## Problem:
For each line in the records that contains "Some", make a copy.

## Given entries:
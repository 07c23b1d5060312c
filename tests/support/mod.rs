//! A throwaway `generateContent` server: answers each accepted connection
//! with the next canned response and records what it was sent.

use serde_json::Value;
use std::sync::{Arc, Mutex};
use tokio::io::{AsyncReadExt, AsyncWriteExt};
use tokio::net::{TcpListener, TcpStream};

#[derive(Debug, Clone)]
pub struct Recorded {
    pub head: String,
    pub body: Value,
}

pub struct FakeGemini {
    pub base_url: String,
    pub requests: Arc<Mutex<Vec<Recorded>>>,
}

impl FakeGemini {
    pub fn requests(&self) -> Vec<Recorded> {
        self.requests.lock().unwrap().clone()
    }
}

pub async fn start(responses: Vec<(u16, String)>) -> FakeGemini {
    let listener = TcpListener::bind("127.0.0.1:0").await.unwrap();
    let addr = listener.local_addr().unwrap();
    let requests = Arc::new(Mutex::new(Vec::new()));
    let recorded = Arc::clone(&requests);

    tokio::spawn(async move {
        for (status, body) in responses {
            let Ok((mut stream, _)) = listener.accept().await else {
                return;
            };
            if let Some(req) = read_request(&mut stream).await {
                recorded.lock().unwrap().push(req);
            }
            let reply = format!(
                "HTTP/1.1 {status} OK\r\nContent-Type: application/json\r\nContent-Length: {}\r\nConnection: close\r\n\r\n{body}",
                body.len()
            );
            let _ = stream.write_all(reply.as_bytes()).await;
            let _ = stream.shutdown().await;
        }
    });

    FakeGemini {
        base_url: format!("http://{addr}"),
        requests,
    }
}

async fn read_request(stream: &mut TcpStream) -> Option<Recorded> {
    let mut buf = Vec::new();
    let mut chunk = [0u8; 4096];

    let header_end = loop {
        let n = stream.read(&mut chunk).await.ok()?;
        if n == 0 {
            return None;
        }
        buf.extend_from_slice(&chunk[..n]);
        if let Some(pos) = buf.windows(4).position(|w| w == b"\r\n\r\n") {
            break pos + 4;
        }
    };

    let head = String::from_utf8_lossy(&buf[..header_end]).to_string();
    let content_length = head
        .lines()
        .find_map(|l| {
            let (name, value) = l.split_once(':')?;
            name.eq_ignore_ascii_case("content-length")
                .then(|| value.trim().parse::<usize>().ok())
                .flatten()
        })
        .unwrap_or(0);

    while buf.len() < header_end + content_length {
        let n = stream.read(&mut chunk).await.ok()?;
        if n == 0 {
            break;
        }
        buf.extend_from_slice(&chunk[..n]);
    }

    let body = serde_json::from_slice(&buf[header_end..]).unwrap_or(Value::Null);
    Some(Recorded { head, body })
}

pub fn text_response(text: &str) -> (u16, String) {
    (
        200,
        serde_json::json!({
            "candidates": [{
                "content": {"role": "model", "parts": [{"text": text}]},
                "finishReason": "STOP"
            }],
            "usageMetadata": {"promptTokenCount": 20, "candidatesTokenCount": 10}
        })
        .to_string(),
    )
}

pub fn function_call_response(name: &str, args: Value) -> (u16, String) {
    (
        200,
        serde_json::json!({
            "candidates": [{
                "content": {"role": "model", "parts": [{"functionCall": {"name": name, "args": args}}]},
                "finishReason": "STOP"
            }],
            "usageMetadata": {"promptTokenCount": 15, "candidatesTokenCount": 3}
        })
        .to_string(),
    )
}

## Solution:
            if let Some(req) = read_request(&mut stream).await {
        if let Some(pos) = buf.windows(4).position(|w| w == b"\r\n\r\n") {
    Some(Recorded { head, body })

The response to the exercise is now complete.